* **RECORDS SHOWN**
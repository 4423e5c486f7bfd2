use std::fmt;

/// Identity of one console panel. The set is fixed for the lifetime of a
/// session; panels are never created or destroyed at runtime.
#[derive(Debug, Clone, Copy, PartialEq, Eq, PartialOrd, Ord, Hash)]
pub enum PanelId {
    UrlTest,
    SelectorDiscover,
    SelectorExplain,
    SelectorRepair,
    SpiderScaffold,
    CrawlRun,
}

impl PanelId {
    /// All panels, in tab order.
    pub const ALL: [PanelId; 6] = [
        PanelId::UrlTest,
        PanelId::SelectorDiscover,
        PanelId::SelectorExplain,
        PanelId::SelectorRepair,
        PanelId::SpiderScaffold,
        PanelId::CrawlRun,
    ];

    pub fn title(self) -> &'static str {
        match self {
            PanelId::UrlTest => "URL Tester",
            PanelId::SelectorDiscover => "Selector Discoverer",
            PanelId::SelectorExplain => "Selector Explainer",
            PanelId::SelectorRepair => "Selector Repairer",
            PanelId::SpiderScaffold => "Spider Scaffolder",
            PanelId::CrawlRun => "Crawl Runner",
        }
    }

    pub(crate) fn index(self) -> usize {
        self as usize
    }
}

impl fmt::Display for PanelId {
    fn fmt(&self, f: &mut fmt::Formatter<'_>) -> fmt::Result {
        f.write_str(self.title())
    }
}

/// A text input field on some panel. Not every panel has every field; an
/// edit naming a field the panel lacks is ignored.
#[derive(Debug, Clone, Copy, PartialEq, Eq)]
pub enum Field {
    Url,
    Selector,
    Name,
    Spider,
}

#[derive(Debug, Clone, PartialEq, Eq, Default)]
pub struct UrlTestForm {
    pub url: String,
    pub render: bool,
}

#[derive(Debug, Clone, PartialEq, Eq, Default)]
pub struct DiscoverForm {
    pub url: String,
}

#[derive(Debug, Clone, PartialEq, Eq, Default)]
pub struct ExplainForm {
    pub selector: String,
}

#[derive(Debug, Clone, PartialEq, Eq, Default)]
pub struct RepairForm {
    pub url: String,
    pub selector: String,
}

#[derive(Debug, Clone, PartialEq, Eq, Default)]
pub struct ScaffoldForm {
    pub name: String,
    pub url: String,
    pub selector: String,
}

#[derive(Debug, Clone, PartialEq, Eq, Default)]
pub struct CrawlForm {
    pub spider: String,
}

/// Current input values for every panel. Inputs are plain strings (plus the
/// one render checkbox); empty values are submittable, the backend is the
/// validator.
#[derive(Debug, Clone, PartialEq, Eq, Default)]
pub struct PanelForms {
    pub url_test: UrlTestForm,
    pub discover: DiscoverForm,
    pub explain: ExplainForm,
    pub repair: RepairForm,
    pub scaffold: ScaffoldForm,
    pub crawl: CrawlForm,
}

impl PanelForms {
    /// Applies a text edit to the named field of the given panel.
    /// Returns false when the panel has no such field.
    pub(crate) fn apply_edit(&mut self, panel: PanelId, field: Field, value: String) -> bool {
        let slot = match (panel, field) {
            (PanelId::UrlTest, Field::Url) => &mut self.url_test.url,
            (PanelId::SelectorDiscover, Field::Url) => &mut self.discover.url,
            (PanelId::SelectorExplain, Field::Selector) => &mut self.explain.selector,
            (PanelId::SelectorRepair, Field::Url) => &mut self.repair.url,
            (PanelId::SelectorRepair, Field::Selector) => &mut self.repair.selector,
            (PanelId::SpiderScaffold, Field::Name) => &mut self.scaffold.name,
            (PanelId::SpiderScaffold, Field::Url) => &mut self.scaffold.url,
            (PanelId::SpiderScaffold, Field::Selector) => &mut self.scaffold.selector,
            (PanelId::CrawlRun, Field::Spider) => &mut self.crawl.spider,
            _ => return false,
        };
        *slot = value;
        true
    }
}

* **DIRECTIONS**
If the word "ScaffoldForm" is on a line above, return that line.

* **TASK SOLUTION**
pub struct ScaffoldForm {
    pub scaffold: ScaffoldForm,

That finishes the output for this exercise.